Every line with the string "IndexSpec" should be copied from the data.

● Exercise materials
================

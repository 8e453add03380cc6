//! Per-slot index binding state machine.
//!
//! One type serves all nine slots; the slot's [FieldId] decides whether new
//! columns append or replace.

use crate::error::BindingError;
use crate::types::{AttributeState, ColumnRef, FieldId, IndexPolicy, IndexSpec};

use super::SelectionToken;

/// Where a slot's index binding currently is.
#[derive(Debug, Clone, Copy, PartialEq, Eq)]
pub enum BindingState {
  Unset,
  /// The popover offering "inferred" or "select a column" is open.
  ChoiceMenuOpen,
  /// The index input is open for typing.
  DirectEntry,
  AwaitingSelection(SelectionToken),
  Bound,
}

impl BindingState {
  fn for_index(index: &IndexSpec) -> Self {
    if index.is_unset() {
      BindingState::Unset
    } else {
      BindingState::Bound
    }
  }

  pub fn name(&self) -> &'static str {
    match self {
      BindingState::Unset => "unset",
      BindingState::ChoiceMenuOpen => "choice menu open",
      BindingState::DirectEntry => "direct entry",
      BindingState::AwaitingSelection(_) => "awaiting selection",
      BindingState::Bound => "bound",
    }
  }

  pub fn is_transient(&self) -> bool {
    matches!(
      self,
      BindingState::ChoiceMenuOpen | BindingState::DirectEntry | BindingState::AwaitingSelection(_)
    )
  }
}

/// Inputs that drive a binding.
#[derive(Debug, Clone, PartialEq, Eq)]
pub enum BindingEvent {
  OpenMenu,
  ChooseInferred,
  ChooseSelectColumn(SelectionToken),
  BeginDirectEntry,
  EnterText(String),
  SelectionArrived(ColumnRef),
  Cancel,
  Clear,
  DropColumn(ColumnRef),
}

impl BindingEvent {
  pub fn name(&self) -> &'static str {
    match self {
      BindingEvent::OpenMenu => "open menu",
      BindingEvent::ChooseInferred => "choose inferred",
      BindingEvent::ChooseSelectColumn(_) => "choose select column",
      BindingEvent::BeginDirectEntry => "begin direct entry",
      BindingEvent::EnterText(_) => "enter index",
      BindingEvent::SelectionArrived(_) => "accept selection",
      BindingEvent::Cancel => "cancel",
      BindingEvent::Clear => "clear",
      BindingEvent::DropColumn(_) => "drop column",
    }
  }
}

/// What the index area of a slot should offer.
#[derive(Debug, Clone, Copy, PartialEq, Eq)]
pub enum IndexAffordance {
  /// The node does not show index inputs.
  Hidden,
  Add,
  /// A quantitative slot has more values than bound columns.
  MissingIndex,
  Clear,
  ChoiceMenu,
  DirectEntry,
  AwaitingSelection,
}

#[derive(Debug, Clone, PartialEq, Eq)]
pub struct IndexBinding {
  field: FieldId,
  state: BindingState,
}

impl IndexBinding {
  pub fn new(field: FieldId, index: &IndexSpec) -> Self {
    Self {
      field,
      state: BindingState::for_index(index),
    }
  }

  pub fn field(&self) -> FieldId {
    self.field
  }

  pub fn state(&self) -> BindingState {
    self.state
  }

  pub fn awaiting_token(&self) -> Option<SelectionToken> {
    match self.state {
      BindingState::AwaitingSelection(t) => Some(t),
      _ => None,
    }
  }

  /// Follows an index set from outside. Open menus and pending selections stay open.
  pub fn sync_from(&mut self, index: &IndexSpec) {
    if !self.state.is_transient() {
      self.state = BindingState::for_index(index);
    }
  }

  /// Closes any open menu or pending selection and rests on `index`.
  /// Returns the selection request the binding was waiting on, if any.
  pub fn reset(&mut self, index: &IndexSpec) -> Option<SelectionToken> {
    let released = self.awaiting_token();
    self.state = BindingState::for_index(index);
    released
  }

  fn bind(&self,current: &IndexSpec, column: &ColumnRef) -> IndexSpec {
    match self.field.index_policy() {
      IndexPolicy::Append => current.appended(column),
      IndexPolicy::Replace => IndexSpec::from(column),
    }
  }

  fn reject(&self, event: &BindingEvent) -> BindingError {
    BindingError::InvalidTransition {
      field: self.field,
      state: self.state.name(),
      event: event.name(),
    }
  }

  /// Applies `event` against the slot's current contents.
  ///
  /// Returns the new index when the event changes it.
  pub fn apply(
    &mut self,
    event: BindingEvent,
    current: &AttributeState,
  ) -> Result<Option<IndexSpec>, BindingError> {
    let missing = current.missing_index(self.field.shape());
    let (next, index) = match (&self.state, &event) {
      (BindingState::Unset, BindingEvent::OpenMenu) => (BindingState::ChoiceMenuOpen, None),
      (BindingState::Bound, BindingEvent::OpenMenu) if missing => {
        (BindingState::ChoiceMenuOpen, None)
      }
      (BindingState::ChoiceMenuOpen, BindingEvent::ChooseInferred) => {
        (BindingState::Bound, Some(IndexSpec::inferred()))
      }
      (BindingState::ChoiceMenuOpen, BindingEvent::ChooseSelectColumn(token)) => {
        (BindingState::AwaitingSelection(*token), None)
      }
      (
        BindingState::Unset | BindingState::ChoiceMenuOpen,
        BindingEvent::BeginDirectEntry,
      ) => (BindingState::DirectEntry, None),
      (
        BindingState::DirectEntry | BindingState::Unset | BindingState::Bound,
        BindingEvent::EnterText(text),
      ) => {
        let index = IndexSpec::new(text.trim());
        (BindingState::for_index(&index), Some(index))
      }
      (BindingState::AwaitingSelection(_), BindingEvent::SelectionArrived(column)) => {
        (BindingState::Bound, Some(self.bind(&current.index, column)))
      }
      (
        BindingState::ChoiceMenuOpen
        | BindingState::DirectEntry
        | BindingState::AwaitingSelection(_),
        BindingEvent::Cancel,
      ) => (BindingState::for_index(&current.index), None),
      (BindingState::Bound, BindingEvent::Clear) => (BindingState::Unset, Some(IndexSpec::unset())),
      (_, BindingEvent::DropColumn(column)) => {
        (BindingState::Bound, Some(self.bind(&current.index, column)))
      }
      _ => return Err(self.reject(&event)),
    };
    self.state = next;
    Ok(index)
  }

  pub fn affordance(&self, current: &AttributeState, with_indices: bool) -> IndexAffordance {
    if !with_indices {
      return IndexAffordance::Hidden;
    }
    match self.state {
      BindingState::ChoiceMenuOpen => IndexAffordance::ChoiceMenu,
      BindingState::DirectEntry => IndexAffordance::DirectEntry,
      BindingState::AwaitingSelection(_) => IndexAffordance::AwaitingSelection,
      BindingState::Unset | BindingState::Bound => {
        if current.missing_index(self.field.shape()) {
          IndexAffordance::MissingIndex
        } else if current.index.is_unset() {
          IndexAffordance::Add
        } else {
          IndexAffordance::Clear
        }
      }
    }
  }
}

================

● Expected output
use crate::types::{AttributeState, ColumnRef, FieldId, IndexPolicy, IndexSpec};
  fn for_index(index: &IndexSpec) -> Self {
  pub fn new(field: FieldId, index: &IndexSpec) -> Self {
  pub fn sync_from(&mut self, index: &IndexSpec) {
  pub fn reset(&mut self, index: &IndexSpec) -> Option<SelectionToken> {
  fn bind(&self,current: &IndexSpec, column: &ColumnRef) -> IndexSpec {
      IndexPolicy::Replace => IndexSpec::from(column),
  ) -> Result<Option<IndexSpec>, BindingError> {
        (BindingState::Bound, Some(IndexSpec::inferred()))
        let index = IndexSpec::new(text.trim());
      (BindingState::Bound, BindingEvent::Clear) => (BindingState::Unset, Some(IndexSpec::unset())),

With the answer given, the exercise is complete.